Sullo sfondo, un Mat Osman ammodo, che godeva a ogni nota del suo basso, felice di essere lì con loro e con noi, proprio lui, che dopo lo scioglimento della band nel 2003 e dopo vent’anni di successi e riconoscimenti (Suede dal 1989 si sciolgono nel 2003, per riunirsi nel 2010), all’improvviso si ritrova a pensare: «Cosa cazzo faccio adesso? Nel giro di un mese, sono passato dall’essere una rock star a guidare un furgone e lavorare in un ufficio. È un’esperienza abbastanza interessante e una delle cose che volevo considerare era se puoi essere una persona completamente diversa. È davvero possibile?», si chiede sulle pagine di Huckmag.

È esattamente da questa domanda che bisogna partire per penetrare Rovine (The Ruins), romanzo d’esordio del bassista degli Suede: si può essere una persona diversa?

La risposta Mat Osman la trova attraverso due fratelli gemelli e identici, Adam e Brandon, che da più di dieci anni non hanno più contatti perché troppo diversi, quasi l’uno l’antitesi dell’altro. Adam è un comunissimo sfigato, solitario e scorbutico, che preferisce percorrere con le dita le strade di Umbrage, un plastico che come un’edera ha invaso tutte le stanze della sua casa. Adam inventa e dà vita a eventi politici e naturali, distruggendo e ricostruendo questo suo piccolo mondo. Brandon è una rock star fallita, di cui nessuno ha quasi più ricordo, che cerca in tutti i modi di governare la sua vita, quella dove tutto è imprevedibile e improvviso, dove ti ritrovi a dover amare ancora una donna che in fin dei conti è la madre di tuo figlio, che nessuno aveva messo in conto.

Ecco che arriva la telefonata del “plot twist”: «Tuo fratello è morto più o meno una settimana fa. Ho provato a contattare chiunque potesse identificare il corpo» (pp. 13 – 14).

È proprio in quel preciso istante che la domanda esistenziale di Osman diventa affanno e timore, e che a sua volta fa collezione di altri interrogativi, più inquietanti e preoccupanti. Ora è il tempo dell’«emivita. Il tempo di dimezzamento» (p. 40).

«Quando sono a Umbrage mi trasformo completamente. È come se le mie mani si muovessero da sole. Sorgono problemi che risolvo all’istante e fuori il mondo scolora nell’ombra» (p. 48).
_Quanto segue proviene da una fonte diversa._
//! Error translation for native status codes.
//!
//! librados reports failures as negated errno values. Every call that crosses
//! into the native layer routes its status through [`check`], which maps the
//! known codes onto typed variants and keeps the raw code for diagnostics.

use std::any::Any;
use std::fmt;

/// Errno values the binding distinguishes.
#[derive(Debug, Clone, Copy, PartialEq, Eq)]
pub enum ErrorCode {
    Eperm,
    Enoent,
    Einval,
    Erofs,
    Edom,
    Eisconn,
    Etimedout,
    Einprogress,
}

impl ErrorCode {
    /// Look up a status code. Accepts both `-EPERM` and `EPERM`.
    pub fn from_code(code: i32) -> Option<Self> {
        match code.unsigned_abs() as i32 {
            libc::EPERM => Some(Self::Eperm),
            libc::ENOENT => Some(Self::Enoent),
            libc::EINVAL => Some(Self::Einval),
            libc::EROFS => Some(Self::Erofs),
            libc::EDOM => Some(Self::Edom),
            libc::EISCONN => Some(Self::Eisconn),
            libc::ETIMEDOUT => Some(Self::Etimedout),
            libc::EINPROGRESS => Some(Self::Einprogress),
            _ => None,
        }
    }

    /// Positive errno value.
    pub fn errno(&self) -> i32 {
        match self {
            Self::Eperm => libc::EPERM,
            Self::Enoent => libc::ENOENT,
            Self::Einval => libc::EINVAL,
            Self::Erofs => libc::EROFS,
            Self::Edom => libc::EDOM,
            Self::Eisconn => libc::EISCONN,
            Self::Etimedout => libc::ETIMEDOUT,
            Self::Einprogress => libc::EINPROGRESS,
        }
    }

    pub fn name(&self) -> &'static str {
        match self {
            Self::Eperm => "EPERM",
            Self::Enoent => "ENOENT",
            Self::Einval => "EINVAL",
            Self::Erofs => "EROFS",
            Self::Edom => "EDOM",
            Self::Eisconn => "EISCONN",
            Self::Etimedout => "ETIMEDOUT",
            Self::Einprogress => "EINPROGRESS",
        }
    }

    pub fn message(&self) -> &'static str {
        match self {
            Self::Eperm => "Operation not permitted",
            Self::Enoent => "No such file or directory",
            Self::Einval => "Invalid argument",
            Self::Erofs => "Read-only file system",
            Self::Edom => "Numerical argument out of domain",
            Self::Eisconn => "Transport endpoint is already connected",
            Self::Etimedout => "Connection timed out",
            Self::Einprogress => "Operation now in progress",
        }
    }
}

impl fmt::Display for ErrorCode {
    fn fmt(&self, f: &mut fmt::Formatter<'_>) -> fmt::Result {
        write!(f, "{}: {}", self.name(), self.message())
    }
}

/// Errors returned by the binding.
///
/// Variants translated from a native status carry the rendered message and
/// the raw (negative) code.
#[derive(Debug, thiserror::Error)]
pub enum RadosError {
    #[error("{message}")]
    PermissionDenied { message: String, code: i32 },
    #[error("{message}")]
    NotFound { message: String, code: i32 },
    #[error("{message}")]
    InvalidArgument { message: String, code: i32 },
    #[error("{message}")]
    ReadOnly { message: String, code: i32 },
    #[error("{message}")]
    ArgumentOutOfDomain { message: String, code: i32 },
    #[error("{message}")]
    AlreadyConnected { message: String, code: i32 },
    #[error("{message}")]
    TimedOut { message: String, code: i32 },
    #[error("{message}")]
    InProgress { message: String, code: i32 },
    #[error("{message}")]
    Native { message: String, code: i32 },
    #[error("internal error: {0}")]
    Internal(String),
    #[error("completion already released")]
    Released,
    #[error("no free completion handles")]
    RegistryExhausted,
    #[error("config error: {0}")]
    Config(#[from] toml::de::Error),
    #[error("io error: {0}")]
    Io(#[from] std::io::Error),
}

impl RadosError {
    /// Translate a negative status code into a typed error.
    pub fn from_code(code: i32, context: &str) -> Self {
        let Some(known) = ErrorCode::from_code(code) else {
            return Self::Native {
                message: format!("{context}; error code: {code}"),
                code,
            };
        };

        let message = format!("{context}; {known}");
        match known {
            ErrorCode::Eperm => Self::PermissionDenied { message, code },
            ErrorCode::Enoent => Self::NotFound { message, code },
            ErrorCode::Einval => Self::InvalidArgument { message, code },
            ErrorCode::Erofs => Self::ReadOnly { message, code },
            ErrorCode::Edom => Self::ArgumentOutOfDomain { message, code },
            ErrorCode::Eisconn => Self::AlreadyConnected { message, code },
            ErrorCode::Etimedout => Self::TimedOut { message, code },
            ErrorCode::Einprogress => Self::InProgress { message, code },
        }
    }

    /// Wrap a panic payload caught at a boundary.
    pub fn from_panic(payload: Box<dyn Any + Send>) -> Self {
        let detail = if let Some(s) = payload.downcast_ref::<&'static str>() {
            (*s).to_string()
        } else if let Some(s) = payload.downcast_ref::<String>() {
            s.clone()
        } else {
            "unknown panic payload".to_string()
        };
        Self::Internal(format!("unexpected panic: {detail}"))
    }

    /// The raw native status code, when this error came from one.
    pub fn code(&self) -> Option<i32> {
        match self {
            Self::PermissionDenied { code, .. }
            | Self::NotFound { code, .. }
            | Self::InvalidArgument { code, .. }
            | Self::ReadOnly { code, .. }
            | Self::ArgumentOutOfDomain { code, .. }
            | Self::AlreadyConnected { code, .. }
            | Self::TimedOut { code, .. }
            | Self::InProgress { code, .. }
            | Self::Native { code, .. } => Some(*code),
            _ => None,
        }
    }

    pub fn is_not_found(&self) -> bool {
        matches!(self, Self::NotFound { .. })
    }
}

pub type Result<T> = std::result::Result<T, RadosError>;

/// Route a native status through the translator. Non-negative values pass
/// through unchanged.
pub fn check(rc: i32, context: impl AsRef<str>) -> Result<i32> {
    if rc < 0 {
        Err(RadosError::from_code(rc, context.as_ref()))
    } else {
        Ok(rc)
    }
}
Ma il mondo della star cadente è un mondo che si colora di tinte sconosciute là fuori, e Adam è sotto il controllo della vita lasciata a metà dal defunto fratello: la bella Rae, il piccolo Robin e le rovine di una band, i Remote/Control, avvolgono il gemello “buono” nel cellophane dell’imitazione musicale e del doppio, in cui «sei tu, ma non sei tu» (p. 50).

Rovine di Mat Osman è un noir ammaliante e nostalgico, accompagnato da una colonna sonora straordinaria (in fondo alla pagina trovate una playlist d’assaggio), che scopre il vaso di Pandora della musica di imitazione e di contraffazione, e di un disco entrato nella storia della leggenda nera della scena musicale, Smile, dei Beach Boys, registrato tra il 1966 e il 1967 ma mai portato a termina dal suo ideatore, quel genio di Brian Wilson, rimasto poi inedito fino al novembre 2011.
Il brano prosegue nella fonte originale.